Hamlet in Norfolk, England

Bittering is a hamlet and former civil parish in the English county of Norfolk. It is the site of a deserted medieval village and now forms part of the civil parish of Beeston with Bittering in Breckland District. It is around 2 mi north-east of Beeston, 4 mi north-west of Dereham, and 19 mi north-west of Norwich.

== History ==
In the Domesday Book of 1086, Bittering was listed as a settlement of six households in the hundred of Laundich and was part of the estates of William the Conqueror. The deserted medieval village site of Little Bittering, also known as Bittering Parva, includes a number of earthworks and moated sites and is a scheduled monument.

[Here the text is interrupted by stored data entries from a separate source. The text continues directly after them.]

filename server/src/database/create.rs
use sqlx::SqlitePool;
use tracing::info;

/// Current schema version. Bump this whenever the schema changes and add a
/// corresponding migration arm in `run_migrations`.
const SCHEMA_VERSION: i64 = 1;

/// Initialize the database schema and run any pending migrations.
pub async fn create_tables(pool: &SqlitePool) -> Result<(), sqlx::Error> {
    create_schema(pool).await?;
    run_migrations(pool).await?;
    Ok(())
}

async fn create_schema(pool: &SqlitePool) -> Result<(), sqlx::Error> {
    // Email uniqueness is enforced here as well as in the registration flow,
    // so two concurrent registrations cannot both succeed.
    sqlx::query(
        "CREATE TABLE IF NOT EXISTS users (
            id            INTEGER PRIMARY KEY AUTOINCREMENT,
            email         TEXT    NOT NULL UNIQUE,
            password_hash TEXT    NOT NULL,
            created_at    INTEGER NOT NULL
        )",
    )
    .execute(pool)
    .await?;

    // Roles keep their registration order through `position`.
    sqlx::query(
        "CREATE TABLE IF NOT EXISTS user_roles (
            user_id  INTEGER NOT NULL,
            role     TEXT    NOT NULL,
            position INTEGER NOT NULL,
            PRIMARY KEY (user_id, role),
            FOREIGN KEY (user_id) REFERENCES users(id) ON DELETE CASCADE
        )",
    )
    .execute(pool)
    .await?;

    sqlx::query("CREATE INDEX IF NOT EXISTS idx_users_email ON users(email)")
        .execute(pool)
        .await?;

    Ok(())
}

/// Uses `PRAGMA user_version` as the migration counter.
async fn run_migrations(pool: &SqlitePool) -> Result<(), sqlx::Error> {
    let current_version: i64 = sqlx::query_scalar("PRAGMA user_version")
        .fetch_one(pool)
        .await?;

    if current_version >= SCHEMA_VERSION {
        return Ok(());
    }

    info!(
        "Database schema at version {}; target version {}",
        current_version, SCHEMA_VERSION
    );

    // Add future migration arms here:
    // if current_version < 2 { ... }

    sqlx::query(&format!("PRAGMA user_version = {}", SCHEMA_VERSION))
        .execute(pool)
        .await?;

    Ok(())
}

#[cfg(test)]
mod tests {
    use super::*;
    use crate::database::connect_in_memory;

    #[tokio::test]
    async fn schema_is_versioned() {
        let pool = connect_in_memory().await.unwrap();
        let version: i64 = sqlx::query_scalar("PRAGMA user_version")
            .fetch_one(&pool)
            .await
            .unwrap();
        assert_eq!(version, SCHEMA_VERSION);
    }

    #[tokio::test]
    async fn create_tables_is_idempotent() {
        let pool = connect_in_memory().await.unwrap();
        create_tables(&pool).await.unwrap();
        create_tables(&pool).await.unwrap();
    }
}
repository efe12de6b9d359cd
pub mod config;

pub use self::config::{load_config, parse_config, validate_config};
use bytes::Bytes;
use hyper::{Request, Response, StatusCode};

use crate::AppState;
use crate::error::ApiError;
use crate::handlers::http::utils::{ResponseBody, deliver_success_json};

/// `GET /ping`, admin only.
pub async fn handle_ping(
    _req: Request<Bytes>,
    _state: AppState,
) -> Result<Response<ResponseBody>, ApiError> {
    Ok(deliver_success_json("pong", StatusCode::OK)?)
}
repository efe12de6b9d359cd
use anyhow::{Context, Result};
use clap::Parser;
use hyper::body::Incoming;
use hyper::server::conn::http1;
use hyper_util::rt::{TokioIo, TokioTimer};
use hyper_util::service::TowerToHyperService;
use tokio::net::TcpListener;
use tracing::{error, info};
use tracing_subscriber::EnvFilter;

use server::database;
use server::security::TokenService;
use server::{AppState, build_service};
use shared::config::load_config;

#[derive(Debug, Parser)]
#[command(name = "server", about = "Stateless JWT authentication server")]
struct Cli {
    /// Path to the TOML configuration file
    #[arg(short, long, default_value = "config.toml")]
    config: String,
}

#[tokio::main]
async fn main() -> Result<()> {
    let cli = Cli::parse();

    let config = load_config(&cli.config)
        .with_context(|| format!("Failed to load config from {}", cli.config))?;

    // RUST_LOG wins over the configured level.
    let filter = EnvFilter::try_from_default_env()
        .or_else(|_| EnvFilter::try_new(&config.log.level))
        .context("Invalid log level")?;
    tracing_subscriber::fmt().with_env_filter(filter).init();

    let tokens = TokenService::from_config(&config.auth).context("Invalid auth configuration")?;
    info!(
        "Token service ready ({:?}, ttl {}s)",
        tokens.algorithm(),
        tokens.ttl_secs()
    );

    let pool = database::connect(&config.database)
        .await
        .context("Failed to open database")?;

    let state = AppState::new(pool, tokens);
    let service = build_service::<Incoming>(state);

    let listener = TcpListener::bind(config.server.addr())
        .await
        .with_context(|| format!("Failed to bind to {}", config.server.addr()))?;
    info!("Listening on http://{}", listener.local_addr()?);

    let shutdown = tokio::signal::ctrl_c();
    tokio::pin!(shutdown);

    loop {
        tokio::select! {
            accepted = listener.accept() => {
                let (stream, peer) = match accepted {
                    Ok(conn) => conn,
                    Err(e) => {
                        error!("Failed to accept connection: {}", e);
                        continue;
                    }
                };

                let io = TokioIo::new(stream);
                let service = TowerToHyperService::new(service.clone());
                tokio::task::spawn(async move {
                    if let Err(err) = http1::Builder::new()
                        .timer(TokioTimer::new())
                        .serve_connection(io, service)
                        .await
                    {
                        error!("Error serving connection from {}: {:?}", peer, err);
                    }
                });
            }
            _ = &mut shutdown => {
                info!("Shutdown signal received, no longer accepting connections");
                break;
            }
        }
    }

    info!("Server closed!");
    Ok(())
}
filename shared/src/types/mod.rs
pub mod json_error;
pub mod jwt;
pub mod login;
pub mod register;
pub mod role;
pub mod server_config;
pub mod user;

pub use self::json_error::ErrorResponse;
pub use self::jwt::{ROLE_PREFIX, SessionClaims};
pub use self::login::{LoginData, TokenResponse};
pub use self::register::RegistrationData;
pub use self::role::{Role, UnknownRole};
pub use self::user::UserView;
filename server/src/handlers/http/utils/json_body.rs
use bytes::Bytes;
use serde::de::DeserializeOwned;
use tracing::warn;

use crate::error::ApiError;

/// Deserialize a JSON request body. Anything serde rejects is a 400.
pub fn parse_json<T: DeserializeOwned>(body: &Bytes) -> Result<T, ApiError> {
    serde_json::from_slice(body).map_err(|e| {
        warn!("Rejected request body: {}", e);
        ApiError::invalid("body", "Malformed JSON request body")
    })
}
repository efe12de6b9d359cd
pub mod http;
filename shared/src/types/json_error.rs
use serde::{Deserialize, Serialize};

/// Standard error response structure
#[derive(Debug, Clone, Serialize, Deserialize)]
pub struct ErrorResponse {
    pub status: String,
    pub code: String,
    pub message: String,
    /// Request path that produced the error.
    #[serde(default, skip_serializing_if = "Option::is_none")]
    pub path: Option<String>,
    /// HTTP-date at which the error was produced.
    #[serde(default, skip_serializing_if = "Option::is_none")]
    pub timestamp: Option<String>,
}

impl ErrorResponse {
    pub fn new(code: &str, message: &str) -> Self {
        Self {
            status: "error".to_string(),
            code: code.to_string(),
            message: message.to_string(),
            path: None,
            timestamp: None,
        }
    }

    pub fn with_path(mut self, path: &str) -> Self {
        self.path = Some(path.to_string());
        self
    }

    pub fn with_timestamp(mut self, timestamp: String) -> Self {
        self.timestamp = Some(timestamp);
        self
    }
}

The village, which is to the north of the course of a Roman road, was small, with less than ten households in 1428, and by the middle of the 16th century the village was essentially depopulated; by the beginning of the 17th century the church was recorded as having only nine communicants. The site of Great Bittering is also depopulated. Now forming part of Gressenhall, the village church was lost by the early 16th century.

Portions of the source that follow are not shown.